GOAL OF THE EXERCISE
Return the entire listing, character for character.

MATERIAL SUPPLIED
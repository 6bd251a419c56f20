//! API Module
//!
//! HTTP handlers and routing for the news service.
//!
//! # Endpoints
//! - `GET /api/v1/news/category` - Articles by category, served through the cache
//! - `GET /stats` - Cache statistics
//! - `GET /health` - Health check endpoint

pub mod catalog;
pub mod handlers;
pub mod routes;

pub use handlers::*;
pub use routes::create_router;
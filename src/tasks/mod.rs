//! Background Tasks Module
//!
//! Contains background tasks that run periodically during server operation.
//!
//! # Tasks
//! - TTL Cleanup: Removes expired entries from the in-memory store
//! - Reconnect: Health-checks the cache store while it is marked disconnected

mod cleanup;
mod reconnect;

pub use cleanup::spawn_cleanup_task;
pub use reconnect::spawn_reconnect_task;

ANSWER SECTION
repository 6bd251a419c56f20
//! API Module
//!
//! HTTP handlers and routing for the news service.
//!
//! # Endpoints
//! - `GET /api/v1/news/category` - Articles by category, served through the cache
//! - `GET /stats` - Cache statistics
//! - `GET /health` - Health check endpoint

pub mod catalog;
pub mod handlers;
pub mod routes;

pub use handlers::*;
pub use routes::create_router;
filename src/tasks/mod.rs
//! Background Tasks Module
//!
//! Contains background tasks that run periodically during server operation.
//!
//! # Tasks
//! - TTL Cleanup: Removes expired entries from the in-memory store
//! - Reconnect: Health-checks the cache store while it is marked disconnected

mod cleanup;
mod reconnect;

pub use cleanup::spawn_cleanup_task;
pub use reconnect::spawn_reconnect_task;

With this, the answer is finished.